**WHAT IS REQUIRED:** Each line from the beginning of the entries below through the line that includes "pub(crate) use trace;" must be returned exactly as given.

**DATA SUPPLIED:**
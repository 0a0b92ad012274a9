// src/utils.rs

/// ───────────────────────── logging gate ─────────────────────────
/// Enable step-by-step verifier tracing with: `--features verbose-logs`
#[cfg(feature = "verbose-logs")]
macro_rules! trace { ($($arg:tt)*) => { ::tracing::debug!($($arg)*); } }
#[cfg(not(feature = "verbose-logs"))]
macro_rules! trace { ($($arg:tt)*) => {}; }

pub(crate) use trace;
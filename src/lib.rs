//! Ledger crypto natives: lib.rs
//!
//! Entry points the host VM binds its native functions to. Hashing always
//! succeeds; verification is a pure function returning `true` only for a
//! proof that checks out against every supplied artifact.

pub mod utils;

pub mod constants;
pub mod error;
pub mod field;
pub mod validation_limits;
pub mod zk_verifier;
pub mod zkhash;

pub use crate::error::{Artifact, TranscriptError, VerifierError, VerifierResult};
pub use crate::field::FieldElement;
pub use crate::validation_limits::VerifierLimits;
pub use crate::zk_verifier::deserialize_circuit_and_verify;
pub use crate::zkhash::{fake_hash, poseidon_hash, Digest, HashMode};

// ========================
// Proof verification
// ========================

/// Verifies a Plonkish KZG proof under the default [`VerifierLimits`].
///
/// `k = None` takes the circuit size from `circuit_info`; a circuit that does
/// not carry one is rejected. Every failure maps to `false`.
pub fn verify_halo2_proof(
    params: &[u8],
    vk_bytes: &[u8],
    circuit_info: &[u8],
    public_inputs: &[u8],
    proof: &[u8],
    scheme_id: u8,
    k: Option<u32>,
) -> bool {
    verify_halo2_proof_with_limits(
        params,
        vk_bytes,
        circuit_info,
        public_inputs,
        proof,
        scheme_id,
        k,
        &VerifierLimits::default(),
    )
}

/// [`verify_halo2_proof`] with caller-supplied bounds.
#[allow(clippy::too_many_arguments)]
pub fn verify_halo2_proof_with_limits(
    params: &[u8],
    vk_bytes: &[u8],
    circuit_info: &[u8],
    public_inputs: &[u8],
    proof: &[u8],
    scheme_id: u8,
    k: Option<u32>,
    limits: &VerifierLimits,
) -> bool {
    match deserialize_circuit_and_verify(
        params,
        vk_bytes,
        circuit_info,
        public_inputs,
        proof,
        scheme_id,
        k,
        limits,
    ) {
        Ok(()) => true,
        Err(err) => {
            tracing::debug!(scheme_id, ?k, "halo2 proof rejected: {err}");
            false
        }
    }
}

// ========================
// Host ABI helpers
// ========================

/// Maps the host's `(k_present, k)` argument pair to an optional exponent.
pub fn k_from_native(k_present: bool, k: u32) -> Option<u32> {
    k_present.then_some(k)
}

/// Inverse of [`k_from_native`]; absence is `(false, 0)`.
pub fn k_to_native(k: Option<u32>) -> (bool, u32) {
    match k {
        Some(k) => (true, k),
        None => (false, 0),
    }
}
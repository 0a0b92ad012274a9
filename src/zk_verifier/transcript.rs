//! Fiat-Shamir transcript over SHA-512.
//!
//! Messages are framed by a one-byte prefix so points, scalars and raw bytes
//! can never be confused with each other:
//!
//! | Prefix | Message | Payload |
//! |--------|---------|---------|
//! | `0` | challenge request | none |
//! | `1` | G1 point | 32-byte compressed encoding |
//! | `2` | scalar | 32-byte canonical little-endian |
//! | `3` | bytes | u64 length, then the bytes |
//!
//! A challenge is the 64-byte digest of a clone of the running state reduced
//! modulo `p`; the request prefix stays in the running state so consecutive
//! challenges differ. Identical absorbed sequences yield identical challenges.

use sha2::{Digest as _, Sha512};

use super::curve::Commitment;
use crate::constants::{PREFIX_BYTES, PREFIX_CHALLENGE, PREFIX_POINT, PREFIX_SCALAR};
use crate::error::TranscriptError;
use crate::field::{self, FieldElement};

#[derive(Debug, Clone, Copy, PartialEq, Eq)]
pub enum TranscriptState {
    /// Nothing absorbed yet.
    Fresh,
    /// At least one message absorbed since the last challenge.
    Absorbing,
    /// The last operation produced a challenge.
    Squeezed,
}

#[derive(Clone)]
pub struct Transcript {
    hasher: Sha512,
    state: TranscriptState,
}

impl Transcript {
    /// Starts a transcript bound to `domain`.
    pub fn new(domain: &[u8]) -> Self {
        let mut hasher = Sha512::new();
        hasher.update((domain.len() as u64).to_le_bytes());
        hasher.update(domain);
        Self {
            hasher,
            state: TranscriptState::Fresh,
        }
    }

    pub fn state(&self) -> TranscriptState {
        self.state
    }

    pub fn absorb_point(&mut self, commitment: &Commitment) {
        self.hasher.update([PREFIX_POINT]);
        self.hasher.update(commitment.bytes());
        self.state = TranscriptState::Absorbing;
    }

    pub fn absorb_scalar(&mut self, scalar: &FieldElement) {
        self.hasher.update([PREFIX_SCALAR]);
        self.hasher.update(field::to_le_bytes(scalar));
        self.state = TranscriptState::Absorbing;
    }

    pub fn absorb_bytes(&mut self, bytes: &[u8]) {
        self.hasher.update([PREFIX_BYTES]);
        self.hasher.update((bytes.len() as u64).to_le_bytes());
        self.hasher.update(bytes);
        self.state = TranscriptState::Absorbing;
    }

    pub fn squeeze_challenge(&mut self) -> Result<FieldElement, TranscriptError> {
        if self.state == TranscriptState::Fresh {
            return Err(TranscriptError::NothingAbsorbed);
        }
        self.hasher.update([PREFIX_CHALLENGE]);
        let digest = self.hasher.clone().finalize();
        self.state = TranscriptState::Squeezed;
        Ok(field::from_uniform_bytes(digest.as_slice()))
    }
}
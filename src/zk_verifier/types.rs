// types.rs - artifact types decoded from the caller's byte buffers

use super::circuit::CircuitInfo;
use super::curve::Commitment;
use super::reader::ByteReader;
use crate::constants::{FIELD_BYTES, SCHEME_KZG_GWC, U32_BYTES, VK_MAGIC};
use crate::error::{Artifact, VerifierError, VerifierResult};
use crate::field::{self, FieldElement};
use crate::validation_limits::VerifierLimits;

/// Polynomial commitment scheme selected by `scheme_id`.
///
/// Id `0` is reserved for IPA commitments, which have no verifier here; it is
/// rejected like every other unknown id.
#[derive(Debug, Clone, Copy, PartialEq, Eq)]
pub enum CommitmentScheme {
    /// KZG over BN254 with the GWC multi-point opening.
    KzgGwc,
}

impl TryFrom<u8> for CommitmentScheme {
    type Error = VerifierError;

    fn try_from(id: u8) -> Result<Self, Self::Error> {
        match id {
            SCHEME_KZG_GWC => Ok(CommitmentScheme::KzgGwc),
            _ => Err(VerifierError::UnsupportedScheme(id)),
        }
    }
}

impl From<CommitmentScheme> for u8 {
    fn from(scheme: CommitmentScheme) -> u8 {
        match scheme {
            CommitmentScheme::KzgGwc => SCHEME_KZG_GWC,
        }
    }
}

#[derive(Debug, Clone, PartialEq, Eq)]
pub struct VerificationKey {
    pub k: u32,
    /// One commitment per fixed column, in column order.
    pub fixed_commitments: Vec<Commitment>,
}

impl VerificationKey {
    pub fn from_bytes(bytes: &[u8], limits: &VerifierLimits) -> VerifierResult<Self> {
        let mut reader = ByteReader::new(bytes, Artifact::VerifyingKey);
        reader.expect_magic(&VK_MAGIC)?;
        let k = reader.read_u32()?;
        let num_fixed =
            reader.read_count(|n| limits.verify_columns_count(n), "too many fixed columns")?;
        let mut fixed_commitments = Vec::with_capacity(num_fixed);
        for _ in 0..num_fixed {
            fixed_commitments.push(reader.read_g1()?);
        }
        reader.finish()?;
        Ok(Self {
            k,
            fixed_commitments,
        })
    }

    pub fn to_bytes(&self) -> Vec<u8> {
        let mut out = Vec::with_capacity(12 + self.fixed_commitments.len() * 32);
        out.extend_from_slice(&VK_MAGIC);
        out.extend_from_slice(&self.k.to_le_bytes());
        out.extend_from_slice(&(self.fixed_commitments.len() as u32).to_le_bytes());
        for c in &self.fixed_commitments {
            out.extend_from_slice(c.bytes());
        }
        out
    }
}

/// Values of the instance column, row `i` holding `self.0[i]`.
#[derive(Debug, Clone, PartialEq, Eq, Default)]
pub struct PublicInputs(pub Vec<FieldElement>);

impl PublicInputs {
    /// Decodes `count | scalars`, requiring exactly `expected` entries.
    pub fn from_bytes(bytes: &[u8], expected: usize) -> VerifierResult<Self> {
        let mut reader = ByteReader::new(bytes, Artifact::PublicInputs);
        let count = reader.read_u32()? as usize;
        if count != expected {
            return Err(reader.malformed("public input count differs from circuit info"));
        }
        if reader.remaining() != count.saturating_mul(FIELD_BYTES) {
            return Err(reader.malformed("public input length mismatch"));
        }
        let mut values = Vec::with_capacity(count);
        for _ in 0..count {
            values.push(reader.read_scalar()?);
        }
        reader.finish()?;
        Ok(Self(values))
    }

    pub fn to_bytes(&self) -> Vec<u8> {
        let mut out = Vec::with_capacity(U32_BYTES + self.0.len() * FIELD_BYTES);
        out.extend_from_slice(&(self.0.len() as u32).to_le_bytes());
        for value in &self.0 {
            out.extend_from_slice(&field::to_le_bytes(value));
        }
        out
    }

    pub fn len(&self) -> usize {
        self.0.len()
    }

    pub fn is_empty(&self) -> bool {
        self.0.is_empty()
    }
}

/// Prover messages, in transcript order.
#[derive(Debug, Clone, PartialEq, Eq)]
pub struct Proof {
    pub advice_commitments: Vec<Commitment>,
    pub quotient_commitments: Vec<Commitment>,
    /// One per advice query.
    pub advice_evals: Vec<FieldElement>,
    /// One per fixed query.
    pub fixed_evals: Vec<FieldElement>,
    /// One per quotient piece, all at the current row.
    pub quotient_evals: Vec<FieldElement>,
    /// One opening witness per opening rotation.
    pub opening_witnesses: Vec<Commitment>,
}

impl Proof {
    /// Decodes a proof whose shape is dictated by `circuit`. The length is
    /// checked up front so nothing is decoded from a mis-sized buffer.
    pub fn from_bytes(bytes: &[u8], circuit: &CircuitInfo) -> VerifierResult<Self> {
        let expected = circuit
            .proof_len()
            .ok_or(VerifierError::malformed(Artifact::Proof, "proof length overflow"))?;
        if bytes.len() != expected {
            return Err(VerifierError::malformed(Artifact::Proof, "proof length mismatch"));
        }

        let pieces = circuit.quotient_pieces();
        let mut reader = ByteReader::new(bytes, Artifact::Proof);
        let advice_commitments = read_points(&mut reader, circuit.num_advice)?;
        let quotient_commitments = read_points(&mut reader, pieces)?;
        let advice_evals = read_scalars(&mut reader, circuit.advice_queries.len())?;
        let fixed_evals = read_scalars(&mut reader, circuit.fixed_queries.len())?;
        let quotient_evals = read_scalars(&mut reader, pieces)?;
        let opening_witnesses = read_points(&mut reader, circuit.opening_rotations().len())?;
        reader.finish()?;

        Ok(Self {
            advice_commitments,
            quotient_commitments,
            advice_evals,
            fixed_evals,
            quotient_evals,
            opening_witnesses,
        })
    }

    pub fn to_bytes(&self) -> Vec<u8> {
        let mut out = Vec::new();
        for c in self
            .advice_commitments
            .iter()
            .chain(self.quotient_commitments.iter())
        {
            out.extend_from_slice(c.bytes());
        }
        for e in self
            .advice_evals
            .iter()
            .chain(self.fixed_evals.iter())
            .chain(self.quotient_evals.iter())
        {
            out.extend_from_slice(&field::to_le_bytes(e));
        }
        for w in &self.opening_witnesses {
            out.extend_from_slice(w.bytes());
        }
        out
    }
}

fn read_points(reader: &mut ByteReader<'_>, count: usize) -> VerifierResult<Vec<Commitment>> {
    (0..count).map(|_| reader.read_g1()).collect()
}

fn read_scalars(reader: &mut ByteReader<'_>, count: usize) -> VerifierResult<Vec<FieldElement>> {
    (0..count).map(|_| reader.read_scalar()).collect()
}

**COMPLETED TASK:**
repository 0a0b92ad012274a9
// src/utils.rs

/// ───────────────────────── logging gate ─────────────────────────
/// Enable step-by-step verifier tracing with: `--features verbose-logs`
#[cfg(feature = "verbose-logs")]
macro_rules! trace { ($($arg:tt)*) => { ::tracing::debug!($($arg)*); } }
#[cfg(not(feature = "verbose-logs"))]
macro_rules! trace { ($($arg:tt)*) => {}; }

pub(crate) use trace;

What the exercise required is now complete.